Investigation and optimisation of lead screen thickness for improving the radiographic image quality in High energy X-Ray exposure of Solid Rocket Motors

Abstract. The optimization of lead screen thickness plays a pivotal role in enhancing the intensity and clarity of radiographic images obtained from high-energy X-ray exposure, especially when inspecting rocket motors containing propellant. Characterisation of the flaws detected in propellant grain is very crucial as each defects can affects the ballistic performance , storage life and handling schemes to a greater extent.The research focuses on improving parameters such as optical density uniformity across X-ray films, with an emphasis on reducing scattered radiation in the Radiographic image while exposing the large metallic objects. A series of experiments were conducted, where films of varying quality were exposed to high-energy X-rays from source (Linear accelerator) passing through materials such as mild steel plates, aluminum sections, and solid propellant samples at different Source-to-Film Distances (SFD).

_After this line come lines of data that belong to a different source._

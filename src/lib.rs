pub mod config;
pub mod controller;
pub mod device;
pub mod mqtt;
pub mod shutdown;
//! Report error types.

use chrono::NaiveDate;
use rust_decimal::Decimal;
use tally_shared::AppError;
use thiserror::Error;

/// Errors that can occur while building reports.
#[derive(Debug, Clone, PartialEq, Eq, Error)]
pub enum ReportRuleError {
    /// Start date after end date.
    #[error("start date {start} is after end date {end}")]
    InvalidDateRange {
        /// Requested start date.
        start: NaiveDate,
        /// Requested end date.
        end: NaiveDate,
    },

    /// Debit and credit columns differ: the stored ledger is corrupt.
    #[error("trial balance out of balance: debits {debits}, credits {credits}")]
    OutOfBalance {
        /// Debit column total.
        debits: Decimal,
        /// Credit column total.
        credits: Decimal,
    },
}

impl ReportRuleError {
    /// Returns the error code for API responses.
    #[must_use]
    pub const fn error_code(&self) -> &'static str {
        match self {
            Self::InvalidDateRange { .. } => "INVALID_DATE_RANGE",
            Self::OutOfBalance { .. } => "TRIAL_BALANCE_OUT_OF_BALANCE",
        }
    }
}

impl From<ReportRuleError> for AppError {
    fn from(err: ReportRuleError) -> Self {
        match err {
            ReportRuleError::InvalidDateRange { .. } => {
                Self::validation_field(err.to_string(), "start_date")
            }
            ReportRuleError::OutOfBalance { .. } => Self::internal(err.to_string()),
        }
    }
}
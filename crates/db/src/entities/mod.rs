//! `SeaORM` entity definitions.

pub mod accounts;
pub mod journal_entries;
pub mod journal_lines;
pub mod sea_orm_active_enums;
//! Typed identifiers for ledger records.
//!
//! Every record key is a UUID v7, so ids sort by creation time. The kind
//! parameter keeps an account id from being passed where a journal entry id
//! is expected.

use std::cmp::Ordering;
use std::fmt;
use std::hash::{Hash, Hasher};
use std::marker::PhantomData;
use std::str::FromStr;

use serde::{Deserialize, Deserializer, Serialize, Serializer};
use uuid::Uuid;

/// Names the record an [`Id`] points at.
pub trait IdKind {
    /// Used in `Debug` output.
    const NAME: &'static str;
}

/// Kind marker for chart of accounts entries.
#[derive(Debug, Clone, Copy)]
pub enum AccountKind {}

/// Kind marker for journal entry headers.
#[derive(Debug, Clone, Copy)]
pub enum JournalEntryKind {}

/// Kind marker for journal lines.
#[derive(Debug, Clone, Copy)]
pub enum JournalLineKind {}

impl IdKind for AccountKind {
    const NAME: &'static str = "AccountId";
}

impl IdKind for JournalEntryKind {
    const NAME: &'static str = "JournalEntryId";
}

impl IdKind for JournalLineKind {
    const NAME: &'static str = "JournalLineId";
}

/// Identifier of a chart of accounts entry.
pub type AccountId = Id<AccountKind>;
/// Identifier of a journal entry.
pub type JournalEntryId = Id<JournalEntryKind>;
/// Identifier of one line of a journal entry.
pub type JournalLineId = Id<JournalLineKind>;

/// A UUID tagged with the kind of record it identifies.
pub struct Id<K> {
    uuid: Uuid,
    kind: PhantomData<fn() -> K>,
}

impl<K> Id<K> {
    /// Generates a fresh time-ordered id.
    #[must_use]
    pub fn new() -> Self {
        Self::from_uuid(Uuid::now_v7())
    }

    /// Wraps a stored UUID.
    #[must_use]
    pub const fn from_uuid(uuid: Uuid) -> Self {
        Self {
            uuid,
            kind: PhantomData,
        }
    }

    /// Unwraps to the stored UUID.
    #[must_use]
    pub const fn into_inner(self) -> Uuid {
        self.uuid
    }
}

impl<K> Default for Id<K> {
    fn default() -> Self {
        Self::new()
    }
}

// Manual impls so the bounds do not leak onto `K`.

impl<K> Clone for Id<K> {
    fn clone(&self) -> Self {
        *self
    }
}

impl<K> Copy for Id<K> {}

impl<K> PartialEq for Id<K> {
    fn eq(&self, other: &Self) -> bool {
        self.uuid == other.uuid
    }
}

impl<K> Eq for Id<K> {}

impl<K> PartialOrd for Id<K> {
    fn partial_cmp(&self, other: &Self) -> Option<Ordering> {
        Some(self.cmp(other))
    }
}

impl<K> Ord for Id<K> {
    fn cmp(&self, other: &Self) -> Ordering {
        self.uuid.cmp(&other.uuid)
    }
}

impl<K> Hash for Id<K> {
    fn hash<H: Hasher>(&self, state: &mut H) {
        self.uuid.hash(state);
    }
}

impl<K: IdKind> fmt::Debug for Id<K> {
    fn fmt(&self, f: &mut fmt::Formatter<'_>) -> fmt::Result {
        write!(f, "{}({})", K::NAME, self.uuid)
    }
}

impl<K> fmt::Display for Id<K> {
    fn fmt(&self, f: &mut fmt::Formatter<'_>) -> fmt::Result {
        fmt::Display::fmt(&self.uuid, f)
    }
}

impl<K> FromStr for Id<K> {
    type Err = uuid::Error;

    fn from_str(s: &str) -> Result<Self, Self::Err> {
        Uuid::parse_str(s).map(Self::from_uuid)
    }
}

impl<K> From<Uuid> for Id<K> {
    fn from(uuid: Uuid) -> Self {
        Self::from_uuid(uuid)
    }
}

impl<K> From<Id<K>> for Uuid {
    fn from(id: Id<K>) -> Self {
        id.uuid
    }
}

impl<K> Serialize for Id<K> {
    fn serialize<S: Serializer>(&self, serializer: S) -> Result<S::Ok, S::Error> {
        self.uuid.serialize(serializer)
    }
}

impl<'de, K> Deserialize<'de> for Id<K> {
    fn deserialize<D: Deserializer<'de>>(deserializer: D) -> Result<Self, D::Error> {
        Uuid::deserialize(deserializer).map(Self::from_uuid)
    }
}

#[cfg(test)]
#[path = "id_tests.rs"]
mod tests;
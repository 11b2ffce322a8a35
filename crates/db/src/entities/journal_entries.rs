//! `SeaORM` Entity for journal_entries table.

use sea_orm::entity::prelude::*;
use serde::{Deserialize, Serialize};

use super::sea_orm_active_enums::EntryStatus;

#[derive(Clone, Debug, PartialEq, DeriveEntityModel, Eq, Serialize, Deserialize)]
#[sea_orm(table_name = "journal_entries")]
pub struct Model {
    #[sea_orm(primary_key, auto_increment = false)]
    pub id: Uuid,
    pub entry_date: Date,
    pub description: String,
    pub reference: Option<String>,
    pub status: EntryStatus,
    pub deleted_at: Option<DateTimeWithTimeZone>,
    pub created_at: DateTimeWithTimeZone,
    pub updated_at: DateTimeWithTimeZone,
}

#[derive(Copy, Clone, Debug, EnumIter, DeriveRelation)]
pub enum Relation {
    #[sea_orm(has_many = "super::journal_lines::Entity")]
    JournalLines,
}

impl Related<super::journal_lines::Entity> for Entity {
    fn to() -> RelationDef {
        Relation::JournalLines.def()
    }
}

impl ActiveModelBehavior for ActiveModel {}
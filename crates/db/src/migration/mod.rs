//! Database migrations.
//!
//! Migrations are managed using sea-orm-migration and are written with the
//! schema builder so they run on PostgreSQL and SQLite alike.

pub use sea_orm_migration::prelude::*;

mod m20261019_000001_ledger;

/// Migrator for running database migrations.
pub struct Migrator;

#[async_trait::async_trait]
impl MigratorTrait for Migrator {
    fn migrations() -> Vec<Box<dyn MigrationTrait>> {
        vec![Box::new(m20261019_000001_ledger::Migration)]
    }
}
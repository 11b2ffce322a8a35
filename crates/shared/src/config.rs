//! Application configuration management.

use serde::Deserialize;

/// Application configuration.
#[derive(Debug, Clone, Deserialize)]
pub struct AppConfig {
    /// Database configuration.
    pub database: DatabaseConfig,
    /// Logging configuration.
    #[serde(default)]
    pub log: LogConfig,
}

/// Database configuration.
#[derive(Debug, Clone, Deserialize)]
pub struct DatabaseConfig {
    /// Database connection URL.
    pub url: String,
    /// Maximum number of connections in the pool.
    #[serde(default = "default_max_connections")]
    pub max_connections: u32,
    /// Minimum number of connections in the pool.
    #[serde(default = "default_min_connections")]
    pub min_connections: u32,
    /// Seconds to wait when opening a new connection.
    #[serde(default = "default_connect_timeout")]
    pub connect_timeout_secs: u64,
    /// Seconds to wait for a pooled connection.
    #[serde(default = "default_acquire_timeout")]
    pub acquire_timeout_secs: u64,
    /// Log every SQL statement.
    #[serde(default)]
    pub sqlx_logging: bool,
}

fn default_max_connections() -> u32 {
    10
}

fn default_min_connections() -> u32 {
    1
}

fn default_connect_timeout() -> u64 {
    8
}

fn default_acquire_timeout() -> u64 {
    8
}

/// Logging configuration.
#[derive(Debug, Clone, Deserialize)]
pub struct LogConfig {
    /// `EnvFilter` directive used when `RUST_LOG` is unset.
    #[serde(default = "default_log_filter")]
    pub filter: String,
    /// Emit JSON lines instead of human readable output.
    #[serde(default)]
    pub json: bool,
}

fn default_log_filter() -> String {
    "tally=info,audit=info".to_string()
}

impl Default for LogConfig {
    fn default() -> Self {
        Self {
            filter: default_log_filter(),
            json: false,
        }
    }
}

impl AppConfig {
    /// Loads configuration from environment and config files.
    ///
    /// # Errors
    ///
    /// Returns an error if configuration cannot be loaded.
    pub fn load() -> Result<Self, config::ConfigError> {
        Self::load_with_database_url(None)
    }

    /// Loads configuration, replacing `database.url` when `url` is given.
    ///
    /// # Errors
    ///
    /// Returns an error if configuration cannot be loaded.
    pub fn load_with_database_url(url: Option<&str>) -> Result<Self, config::ConfigError> {
        let run_mode = std::env::var("RUN_MODE").unwrap_or_else(|_| "development".to_string());

        let config = config::Config::builder()
            .add_source(config::File::with_name("config/default").required(false))
            .add_source(config::File::with_name(&format!("config/{run_mode}")).required(false))
            .add_source(config::Environment::with_prefix("TALLY").separator("__"))
            .set_override_option("database.url", url)?
            .build()?;

        config.try_deserialize()
    }
}

#[cfg(test)]
mod tests {
    use super::*;

    #[test]
    fn test_load_from_environment() {
        temp_env::with_vars(
            [
                ("TALLY__DATABASE__URL", Some("sqlite::memory:")),
                ("TALLY__DATABASE__MAX_CONNECTIONS", Some("4")),
                ("TALLY__LOG__JSON", Some("true")),
            ],
            || {
                let config = AppConfig::load().unwrap();
                assert_eq!(config.database.url, "sqlite::memory:");
                assert_eq!(config.database.max_connections, 4);
                assert_eq!(config.database.min_connections, 1);
                assert_eq!(config.database.connect_timeout_secs, 8);
                assert!(!config.database.sqlx_logging);
                assert!(config.log.json);
                assert_eq!(config.log.filter, "tally=info,audit=info");
            },
        );
    }

    #[test]
    fn test_explicit_database_url_overrides_environment() {
        temp_env::with_vars(
            [("TALLY__DATABASE__URL", Some("postgres://env/tally"))],
            || {
                let config =
                    AppConfig::load_with_database_url(Some("sqlite://cli.db")).unwrap();
                assert_eq!(config.database.url, "sqlite://cli.db");
            },
        );
        temp_env::with_vars_unset(["TALLY__DATABASE__URL"], || {
            let config = AppConfig::load_with_database_url(Some("sqlite::memory:")).unwrap();
            assert_eq!(config.database.url, "sqlite::memory:");
        });
    }

    #[test]
    fn test_missing_database_url_fails() {
        temp_env::with_vars_unset(["TALLY__DATABASE__URL"], || {
            assert!(AppConfig::load().is_err());
        });
    }
}
//! Audit observer that writes ledger events to `tracing`.

use tally_core::ledger::{LedgerEvent, LedgerObserver};
use tracing::info;

/// Emits one `info` event per committed ledger change on the `audit` target.
#[derive(Debug, Clone, Copy, Default)]
pub struct TracingObserver;

impl LedgerObserver for TracingObserver {
    fn record(&self, event: &LedgerEvent) {
        let payload = serde_json::to_string(event).unwrap_or_default();
        info!(
            target: "audit",
            event = event.name(),
            entry_id = %event.entry_id(),
            payload = %payload,
            "ledger event"
        );
    }
}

The resulting radiographs were analyzed for generating optical density distribution profiles for further study. Through a series of experiments, we examine the interaction between high-energy X-rays, the propellant material, and the lead screen, determining the ideal lead screen thickness that maximizes image quality and intensification without compromising the efficiency of the cassette design. The study also focuses on to have the compact yet effecient size of cassette use in radiographic system for industrial and aerospace applications. The findings offer valuable insights into optimizing radiographic testing methods, improving imaging quality and enhancing the overall safety and performance evaluation processes of rocket motors.